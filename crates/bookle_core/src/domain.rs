//! crates/bookle_core/src/domain.rs
//!
//! Defines the core data structures for the game.
//! These structs carry serde derives so adapters can store them as structured
//! documents, but they know nothing about any particular database.

use chrono::NaiveDate;
use serde::{Deserialize, Serialize};
use std::collections::BTreeMap;
use std::fmt;

/// Number of guesses a player gets per daily game.
pub const MAX_ATTEMPTS: u8 = 8;

//=========================================================================================
// Catalog
//=========================================================================================

/// A book in the catalog. Created when the catalog is loaded and never mutated.
#[derive(Debug, Clone, PartialEq, Eq, Serialize, Deserialize)]
#[serde(rename_all = "camelCase")]
pub struct Book {
    pub id: u32,
    pub title: String,
    pub author: String,
    /// Negative values are years BCE.
    pub publication_year: i32,
    pub genre: String,
    pub authors_country: String,
    pub pages: u32,
    pub original_language: String,
    pub historical_period: String,
    /// Display-only artwork reference; not part of the game contract.
    #[serde(default, skip_serializing_if = "Option::is_none")]
    pub cover_image_ref: Option<String>,
}

impl Book {
    /// Returns this book's value for the given attribute.
    pub fn attribute_value(&self, attribute: Attribute) -> AttributeValue {
        match attribute {
            Attribute::PublicationYear => AttributeValue::Number(i64::from(self.publication_year)),
            Attribute::Genre => AttributeValue::Text(self.genre.clone()),
            Attribute::Pages => AttributeValue::Number(i64::from(self.pages)),
            Attribute::AuthorsCountry => AttributeValue::Text(self.authors_country.clone()),
            Attribute::OriginalLanguage => AttributeValue::Text(self.original_language.clone()),
            Attribute::HistoricalPeriod => AttributeValue::Text(self.historical_period.clone()),
            Attribute::Author => AttributeValue::Text(self.author.clone()),
        }
    }
}

//=========================================================================================
// Attributes
//=========================================================================================

/// The seven book attributes a guess is scored on.
#[derive(Debug, Clone, Copy, PartialEq, Eq, PartialOrd, Ord, Hash, Serialize, Deserialize)]
pub enum Attribute {
    #[serde(rename = "Publication Year")]
    PublicationYear,
    #[serde(rename = "Genre")]
    Genre,
    #[serde(rename = "Pages")]
    Pages,
    #[serde(rename = "Author's Country")]
    AuthorsCountry,
    #[serde(rename = "Original Language")]
    OriginalLanguage,
    #[serde(rename = "Historical Period")]
    HistoricalPeriod,
    #[serde(rename = "Author")]
    Author,
}

impl Attribute {
    pub const ALL: [Attribute; 7] = [
        Attribute::PublicationYear,
        Attribute::Genre,
        Attribute::Pages,
        Attribute::AuthorsCountry,
        Attribute::OriginalLanguage,
        Attribute::HistoricalPeriod,
        Attribute::Author,
    ];

    pub fn display_name(self) -> &'static str {
        match self {
            Attribute::PublicationYear => "Publication Year",
            Attribute::Genre => "Genre",
            Attribute::Pages => "Pages",
            Attribute::AuthorsCountry => "Author's Country",
            Attribute::OriginalLanguage => "Original Language",
            Attribute::HistoricalPeriod => "Historical Period",
            Attribute::Author => "Author",
        }
    }

    /// The icon the client renders next to this attribute.
    pub fn icon(self) -> &'static str {
        match self {
            Attribute::PublicationYear => "calendar",
            Attribute::Genre => "book-open",
            Attribute::Pages => "file-text",
            Attribute::AuthorsCountry => "globe",
            Attribute::OriginalLanguage => "languages",
            Attribute::HistoricalPeriod => "landmark",
            Attribute::Author => "user",
        }
    }

    pub fn kind(self) -> AttributeKind {
        match self {
            Attribute::PublicationYear => AttributeKind::Date,
            Attribute::Pages => AttributeKind::Number,
            _ => AttributeKind::Text,
        }
    }
}

impl fmt::Display for Attribute {
    fn fmt(&self, f: &mut fmt::Formatter<'_>) -> fmt::Result {
        f.write_str(self.display_name())
    }
}

/// How the client should format an attribute value.
#[derive(Debug, Clone, Copy, PartialEq, Eq, Serialize, Deserialize)]
#[serde(rename_all = "lowercase")]
pub enum AttributeKind {
    Date,
    Text,
    Number,
}

#[derive(Debug, Clone, PartialEq, Eq, Serialize, Deserialize)]
#[serde(untagged)]
pub enum AttributeValue {
    Number(i64),
    Text(String),
}

impl fmt::Display for AttributeValue {
    fn fmt(&self, f: &mut fmt::Formatter<'_>) -> fmt::Result {
        match self {
            AttributeValue::Number(n) => write!(f, "{}", n),
            AttributeValue::Text(s) => f.write_str(s),
        }
    }
}

/// How close a guessed attribute value is to the secret book's value.
#[derive(Debug, Clone, Copy, PartialEq, Eq, Serialize, Deserialize)]
#[serde(rename_all = "lowercase")]
pub enum AttributeStatus {
    Correct,
    Partial,
    Incorrect,
}

//=========================================================================================
// Guesses and Sessions
//=========================================================================================

/// The guessed book's value for one attribute, with its match status.
#[derive(Debug, Clone, PartialEq, Eq, Serialize, Deserialize)]
pub struct AttributeFeedback {
    pub value: AttributeValue,
    pub status: AttributeStatus,
}

/// One scored attempt. Immutable once created.
#[derive(Debug, Clone, PartialEq, Eq, Serialize, Deserialize)]
#[serde(rename_all = "camelCase")]
pub struct Guess {
    pub title: String,
    pub book_id: u32,
    pub is_correct: bool,
    pub feedback: BTreeMap<Attribute, AttributeFeedback>,
}

/// A secret-book attribute that becomes visible to the player over time.
#[derive(Debug, Clone, PartialEq, Eq, Serialize, Deserialize)]
pub struct RevealedAttribute {
    pub name: Attribute,
    pub value: AttributeValue,
    pub icon: String,
    pub revealed: bool,
    #[serde(rename = "type")]
    pub kind: AttributeKind,
}

#[derive(Debug, Clone, Copy, PartialEq, Eq, Serialize, Deserialize)]
#[serde(rename_all = "lowercase")]
pub enum GameStatus {
    Active,
    Won,
    Lost,
}

impl GameStatus {
    pub fn as_str(self) -> &'static str {
        match self {
            GameStatus::Active => "active",
            GameStatus::Won => "won",
            GameStatus::Lost => "lost",
        }
    }
}

impl fmt::Display for GameStatus {
    fn fmt(&self, f: &mut fmt::Formatter<'_>) -> fmt::Result {
        f.write_str(self.as_str())
    }
}

/// The game for one calendar day.
///
/// `guesses.len() + remaining_attempts` always equals [`MAX_ATTEMPTS`].
#[derive(Debug, Clone, PartialEq, Eq, Serialize, Deserialize)]
#[serde(rename_all = "camelCase")]
pub struct Session {
    pub id: String,
    pub date: NaiveDate,
    pub daily_book_id: u32,
    pub remaining_attempts: u8,
    pub guesses: Vec<Guess>,
    pub revealed_attributes: Vec<RevealedAttribute>,
    pub game_status: GameStatus,
    /// Set once the finished game has been folded into the player's stats.
    pub stats_recorded: bool,
}

/// Derives the session id for a calendar day, e.g. `game-2024-03-01`.
pub fn session_id_for(date: NaiveDate) -> String {
    format!("game-{}", date.format("%Y-%m-%d"))
}

//=========================================================================================
// Statistics
//=========================================================================================

/// Aggregate results for a player across all daily games.
#[derive(Debug, Clone, PartialEq, Eq, Serialize, Deserialize)]
#[serde(rename_all = "camelCase")]
pub struct Stats {
    pub player_id: String,
    pub games_played: u32,
    pub games_won: u32,
    pub current_streak: u32,
    pub max_streak: u32,
    /// Index `i` counts wins that took exactly `i + 1` attempts.
    pub guess_distribution: [u32; MAX_ATTEMPTS as usize],
    pub last_played_date: Option<NaiveDate>,
}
::::::
Without leaving anything out, output all of the data above exactly.

_EXERCISE RESULT_
filename crates/bookle_core/src/domain.rs
//! crates/bookle_core/src/domain.rs
//!
//! Defines the core data structures for the game.
//! These structs carry serde derives so adapters can store them as structured
//! documents, but they know nothing about any particular database.

use chrono::NaiveDate;
use serde::{Deserialize, Serialize};
use std::collections::BTreeMap;
use std::fmt;

/// Number of guesses a player gets per daily game.
pub const MAX_ATTEMPTS: u8 = 8;

//=========================================================================================
// Catalog
//=========================================================================================

/// A book in the catalog. Created when the catalog is loaded and never mutated.
#[derive(Debug, Clone, PartialEq, Eq, Serialize, Deserialize)]
#[serde(rename_all = "camelCase")]
pub struct Book {
    pub id: u32,
    pub title: String,
    pub author: String,
    /// Negative values are years BCE.
    pub publication_year: i32,
    pub genre: String,
    pub authors_country: String,
    pub pages: u32,
    pub original_language: String,
    pub historical_period: String,
    /// Display-only artwork reference; not part of the game contract.
    #[serde(default, skip_serializing_if = "Option::is_none")]
    pub cover_image_ref: Option<String>,
}

impl Book {
    /// Returns this book's value for the given attribute.
    pub fn attribute_value(&self, attribute: Attribute) -> AttributeValue {
        match attribute {
            Attribute::PublicationYear => AttributeValue::Number(i64::from(self.publication_year)),
            Attribute::Genre => AttributeValue::Text(self.genre.clone()),
            Attribute::Pages => AttributeValue::Number(i64::from(self.pages)),
            Attribute::AuthorsCountry => AttributeValue::Text(self.authors_country.clone()),
            Attribute::OriginalLanguage => AttributeValue::Text(self.original_language.clone()),
            Attribute::HistoricalPeriod => AttributeValue::Text(self.historical_period.clone()),
            Attribute::Author => AttributeValue::Text(self.author.clone()),
        }
    }
}

//=========================================================================================
// Attributes
//=========================================================================================

/// The seven book attributes a guess is scored on.
#[derive(Debug, Clone, Copy, PartialEq, Eq, PartialOrd, Ord, Hash, Serialize, Deserialize)]
pub enum Attribute {
    #[serde(rename = "Publication Year")]
    PublicationYear,
    #[serde(rename = "Genre")]
    Genre,
    #[serde(rename = "Pages")]
    Pages,
    #[serde(rename = "Author's Country")]
    AuthorsCountry,
    #[serde(rename = "Original Language")]
    OriginalLanguage,
    #[serde(rename = "Historical Period")]
    HistoricalPeriod,
    #[serde(rename = "Author")]
    Author,
}

impl Attribute {
    pub const ALL: [Attribute; 7] = [
        Attribute::PublicationYear,
        Attribute::Genre,
        Attribute::Pages,
        Attribute::AuthorsCountry,
        Attribute::OriginalLanguage,
        Attribute::HistoricalPeriod,
        Attribute::Author,
    ];

    pub fn display_name(self) -> &'static str {
        match self {
            Attribute::PublicationYear => "Publication Year",
            Attribute::Genre => "Genre",
            Attribute::Pages => "Pages",
            Attribute::AuthorsCountry => "Author's Country",
            Attribute::OriginalLanguage => "Original Language",
            Attribute::HistoricalPeriod => "Historical Period",
            Attribute::Author => "Author",
        }
    }

    /// The icon the client renders next to this attribute.
    pub fn icon(self) -> &'static str {
        match self {
            Attribute::PublicationYear => "calendar",
            Attribute::Genre => "book-open",
            Attribute::Pages => "file-text",
            Attribute::AuthorsCountry => "globe",
            Attribute::OriginalLanguage => "languages",
            Attribute::HistoricalPeriod => "landmark",
            Attribute::Author => "user",
        }
    }

    pub fn kind(self) -> AttributeKind {
        match self {
            Attribute::PublicationYear => AttributeKind::Date,
            Attribute::Pages => AttributeKind::Number,
            _ => AttributeKind::Text,
        }
    }
}

impl fmt::Display for Attribute {
    fn fmt(&self, f: &mut fmt::Formatter<'_>) -> fmt::Result {
        f.write_str(self.display_name())
    }
}

/// How the client should format an attribute value.
#[derive(Debug, Clone, Copy, PartialEq, Eq, Serialize, Deserialize)]
#[serde(rename_all = "lowercase")]
pub enum AttributeKind {
    Date,
    Text,
    Number,
}

#[derive(Debug, Clone, PartialEq, Eq, Serialize, Deserialize)]
#[serde(untagged)]
pub enum AttributeValue {
    Number(i64),
    Text(String),
}

impl fmt::Display for AttributeValue {
    fn fmt(&self, f: &mut fmt::Formatter<'_>) -> fmt::Result {
        match self {
            AttributeValue::Number(n) => write!(f, "{}", n),
            AttributeValue::Text(s) => f.write_str(s),
        }
    }
}

/// How close a guessed attribute value is to the secret book's value.
#[derive(Debug, Clone, Copy, PartialEq, Eq, Serialize, Deserialize)]
#[serde(rename_all = "lowercase")]
pub enum AttributeStatus {
    Correct,
    Partial,
    Incorrect,
}

//=========================================================================================
// Guesses and Sessions
//=========================================================================================

/// The guessed book's value for one attribute, with its match status.
#[derive(Debug, Clone, PartialEq, Eq, Serialize, Deserialize)]
pub struct AttributeFeedback {
    pub value: AttributeValue,
    pub status: AttributeStatus,
}

/// One scored attempt. Immutable once created.
#[derive(Debug, Clone, PartialEq, Eq, Serialize, Deserialize)]
#[serde(rename_all = "camelCase")]
pub struct Guess {
    pub title: String,
    pub book_id: u32,
    pub is_correct: bool,
    pub feedback: BTreeMap<Attribute, AttributeFeedback>,
}

/// A secret-book attribute that becomes visible to the player over time.
#[derive(Debug, Clone, PartialEq, Eq, Serialize, Deserialize)]
pub struct RevealedAttribute {
    pub name: Attribute,
    pub value: AttributeValue,
    pub icon: String,
    pub revealed: bool,
    #[serde(rename = "type")]
    pub kind: AttributeKind,
}

#[derive(Debug, Clone, Copy, PartialEq, Eq, Serialize, Deserialize)]
#[serde(rename_all = "lowercase")]
pub enum GameStatus {
    Active,
    Won,
    Lost,
}

impl GameStatus {
    pub fn as_str(self) -> &'static str {
        match self {
            GameStatus::Active => "active",
            GameStatus::Won => "won",
            GameStatus::Lost => "lost",
        }
    }
}

impl fmt::Display for GameStatus {
    fn fmt(&self, f: &mut fmt::Formatter<'_>) -> fmt::Result {
        f.write_str(self.as_str())
    }
}

/// The game for one calendar day.
///
/// `guesses.len() + remaining_attempts` always equals [`MAX_ATTEMPTS`].
#[derive(Debug, Clone, PartialEq, Eq, Serialize, Deserialize)]
#[serde(rename_all = "camelCase")]
pub struct Session {
    pub id: String,
    pub date: NaiveDate,
    pub daily_book_id: u32,
    pub remaining_attempts: u8,
    pub guesses: Vec<Guess>,
    pub revealed_attributes: Vec<RevealedAttribute>,
    pub game_status: GameStatus,
    /// Set once the finished game has been folded into the player's stats.
    pub stats_recorded: bool,
}

/// Derives the session id for a calendar day, e.g. `game-2024-03-01`.
pub fn session_id_for(date: NaiveDate) -> String {
    format!("game-{}", date.format("%Y-%m-%d"))
}

//=========================================================================================
// Statistics
//=========================================================================================

/// Aggregate results for a player across all daily games.
#[derive(Debug, Clone, PartialEq, Eq, Serialize, Deserialize)]
#[serde(rename_all = "camelCase")]
pub struct Stats {
    pub player_id: String,
    pub games_played: u32,
    pub games_won: u32,
    pub current_streak: u32,
    pub max_streak: u32,
    /// Index `i` counts wins that took exactly `i + 1` attempts.
    pub guess_distribution: [u32; MAX_ATTEMPTS as usize],
    pub last_played_date: Option<NaiveDate>,
}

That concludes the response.